Photonic integrated circuits operating in the mid-IR have been implemented using the mature technology offered by III-IV and group IV semiconductors. These devices have taken advantage of the mid-IR transparency of silicon (2–8 µm), germanium (2-14 µm) and gallium arsenide (2-16 µm) [5] to integrate passive components at chip level [6–8]. Chalcogenide glasses (ChGs) are amorphous semiconductors containing elements such as tellurium, selenium or sulphur covalently bonded with As, Ge, Sb, Ga [9]. They can be doped with rare-earth ions and processed as fibers, thin films or integrated waveguides displaying a broad transparency extending towards the mid-IR, respectively up to 12 µm, 15 µm and 20 µm for sulphide, selenide and telluride glasses [10]. Mid-IR supercontinuum generation [11] and sensing have been demonstrated using chalcogenides fibers [12,13].

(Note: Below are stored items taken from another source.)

//! Built in autonomous routines
//!
//! All routines start from the origin facing +y. Poses are in inches and degrees.

// ---------------------------------------------------------------------------
// IMPORTS
// ---------------------------------------------------------------------------

use super::AutoStep::{self, *};
use hw_if::eqpt::{chassis::Pose, spinner::ActId};

// ---------------------------------------------------------------------------
// FUNCTIONS
// ---------------------------------------------------------------------------

fn top(power: i32) -> AutoStep {
    Spinner {
        id: ActId::TopSpinner,
        power,
    }
}

fn bottom(power: i32) -> AutoStep {
    Spinner {
        id: ActId::BottomSpinner,
        power,
    }
}

pub(super) fn test() -> Vec<AutoStep> {
    vec![
        SetPose(Pose::default()),
        AutoStep::move_to(0.0, 5.0, 0.0),
        WaitUntilDone,
    ]
}

pub(super) fn left() -> Vec<AutoStep> {
    vec![
        SetTopScore(true),
        SetPose(Pose::default()),
        top(127),
        Intake(127),
        // Pick up the stack
        AutoStep::move_to(-6.0, 28.0, 0.0),
        WaitUntilDone,
        // Score in the centre goal
        AutoStep::move_to(0.0, 35.75, 45.0),
        WaitUntilDone,
        bottom(-127),
        SetTopScore(false),
        top(0),
        Intake(90),
        Delay(2000),
        Intake(0),
        bottom(0),
        // Line up on the loader
        AutoStep::move_to(-20.0, 10.0, 180.0),
        WaitUntilDone,
        Scraper(true),
        Delay(1000),
        SetTopScore(true),
        Intake(127),
        top(127),
        AutoStep::move_to(-33.0, -10.3, 180.0),
        WaitUntilDone,
        Delay(1000),
        // Long goal
        AutoStep::move_to(-30.0, 15.75, 0.0),
        Scraper(false),
        WaitUntilDone,
        bottom(-127),
        top(0),
    ]
}

pub(super) fn right() -> Vec<AutoStep> {
    let mut steps = right_opening();
    steps.extend(right_scoring());
    steps
}

pub(super) fn skills() -> Vec<AutoStep> {
    let mut steps = right_opening();
    steps.push(AutoStep::move_to(6.0, 20.0, 0.0));
    steps.push(WaitUntilDone);
    steps.extend(right_scoring());
    steps
}

fn right_opening() -> Vec<AutoStep> {
    vec![
        SetTopScore(true),
        SetPose(Pose::default()),
        top(127),
        Intake(127),
    ]
}

fn right_scoring() -> Vec<AutoStep> {
    vec![
        AutoStep::move_to(6.0, 28.0, 0.0),
        WaitUntilDone,
        AutoStep::move_to(35.0, -5.0, 90.0),
        WaitUntilDone,
        AutoStep::move_to(35.0, 15.75, 0.0),
        WaitUntilDone,
        bottom(-127),
        top(0),
        Intake(127),
    ]
}
//! Implementations for the ColorSort state structure

// ---------------------------------------------------------------------------
// IMPORTS
// ---------------------------------------------------------------------------

// External
use log::{debug, trace};
use serde::Serialize;
use std::convert::Infallible;

// Internal
use super::{is_valid_hue, ColorClass, ColorSortInitError, PolicyError, SortPolicy};
use hw_if::eqpt::spinner::SpinnerDems;
use util::{
    archive::{Archived, Archiver},
    module::State,
    params,
    session::{self, Session},
};

// ---------------------------------------------------------------------------
// DATA STRUCTURES
// ---------------------------------------------------------------------------

/// Colour sort module state
#[derive(Default)]
pub struct ColorSort {
    pub(crate) policy: SortPolicy,

    pub(crate) summary: SortSummary,

    /// Decision of the last cycle, waiting to be archived
    last_record: Option<SortRecord>,
    arch_decisions: Archiver,
}

/// Input data to ColorSort.
#[derive(Debug, Clone, Copy, Default)]
pub struct InputData {
    /// Hue reported by the sensor this cycle.
    ///
    /// Units: degrees
    pub hue: f64,
}

/// Output of ColorSort which the spinners must execute.
#[derive(Debug, Clone, Copy, PartialEq, Eq, Serialize)]
pub struct OutputData {
    /// Spinner power demands
    pub dems: SpinnerDems,

    /// How long the demands must be held before the next sample.
    ///
    /// Units: milliseconds
    pub hold_ms: u32,
}

/// Status report for ColorSort processing.
#[derive(Debug, Clone, Copy, PartialEq, Eq, Serialize)]
pub struct StatusReport {
    pub class: ColorClass,

    /// False if the hue was outside `[0, 360)` and defaulted to `Other`
    pub hue_valid: bool,
}

/// Counters of the decisions made during a session.
#[derive(Debug, Clone, Copy, Default, PartialEq, Eq, Serialize)]
pub struct SortSummary {
    pub num_target: u64,
    pub num_other: u64,
    pub num_invalid_hue: u64,
}

/// A single archived decision.
#[derive(Debug, Clone, Copy, Serialize)]
struct SortRecord {
    time_s: f64,
    hue: f64,
    class: ColorClass,
    top: i32,
    bottom: i32,
}

// ---------------------------------------------------------------------------
// IMPLEMENTATIONS
// ---------------------------------------------------------------------------

impl State for ColorSort {
    type InitData = &'static str;
    type InitError = ColorSortInitError;

    type InputData = InputData;
    type OutputData = OutputData;
    type StatusReport = StatusReport;
    type ProcError = Infallible;

    /// Initialise the ColorSort module.
    ///
    /// Expected init data is the path to the parameter file
    fn init(&mut self, init_data: Self::InitData, session: &Session)
        -> Result<(), Self::InitError>
    {
        let policy: SortPolicy = params::load(init_data)?;
        policy.validate()?;
        self.policy = policy;

        // The archive is optional, sorting carries on without it
        self.arch_decisions = match Archiver::from_path(session, "color_sort/decisions.csv") {
            Ok(a) => a,
            Err(e) => {
                log::warn!("Could not open the colour sort archive: {}", e);
                Archiver::default()
            }
        };

        debug!("ColorSort policy: {:?}", self.policy);

        Ok(())
    }

    /// Classify one hue sample and compute the spinner demands.
    fn proc(&mut self, input_data: &Self::InputData)
        -> Result<(Self::OutputData, Self::StatusReport), Self::ProcError>
    {
        let hue = input_data.hue;
        let hue_valid = is_valid_hue(hue);
        let class = self.policy.classify(hue);

        if !hue_valid {
            trace!("Hue {} is out of range, treating as Other", hue);
            self.summary.num_invalid_hue += 1;
        }

        let output = match class {
            ColorClass::Target => {
                self.summary.num_target += 1;
                OutputData {
                    dems: SpinnerDems { top: 0, bottom: 0 },
                    hold_ms: self.policy.dwell_ms,
                }
            },
            ColorClass::Other => {
                self.summary.num_other += 1;
                OutputData {
                    dems: SpinnerDems { top: self.policy.eject_power, bottom: 0 },
                    hold_ms: self.policy.poll_period_ms,
                }
            }
        };

        trace!("ColorSort: hue {:.1} -> {:?}, dems {:?}", hue, class, output.dems);

        self.last_record = Some(SortRecord {
            time_s: session::get_elapsed_seconds(),
            hue,
            class,
            top: output.dems.top,
            bottom: output.dems.bottom,
        });

        Ok((output, StatusReport { class, hue_valid }))
    }
}

impl Archived for ColorSort {
    fn write(&mut self) -> Result<(), Box<dyn std::error::Error>> {
        if let Some(record) = self.last_record.take() {
            self.arch_decisions.serialise(record)?;
        }

        Ok(())
    }
}

impl ColorSort {

    /// Create a new module from a policy, without loading parameters or
    /// archiving.
    pub fn new(policy: SortPolicy) -> Result<Self, PolicyError> {
        policy.validate()?;

        Ok(Self {
            policy,
            ..Default::default()
        })
    }

    pub fn policy(&self) -> &SortPolicy {
        &self.policy
    }

    pub fn summary(&self) -> SortSummary {
        self.summary
    }
}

Integrated mid-IR chalcogenide devices have been fabricated on different substrates such as silicon (Si) [14], calcium fluoride (CaF2) [15], sulphide glass (As2S3) [16], sodium chloride (NaCl) [17], lithium niobate (LiNbO3) [18] or directly integrated on QCL’s chips [19]. The feasibility of chemical-biological sensing in gas and liquids environment have been shown by employing mid-IR luminescence with doped chalcogenide platforms [20, 21].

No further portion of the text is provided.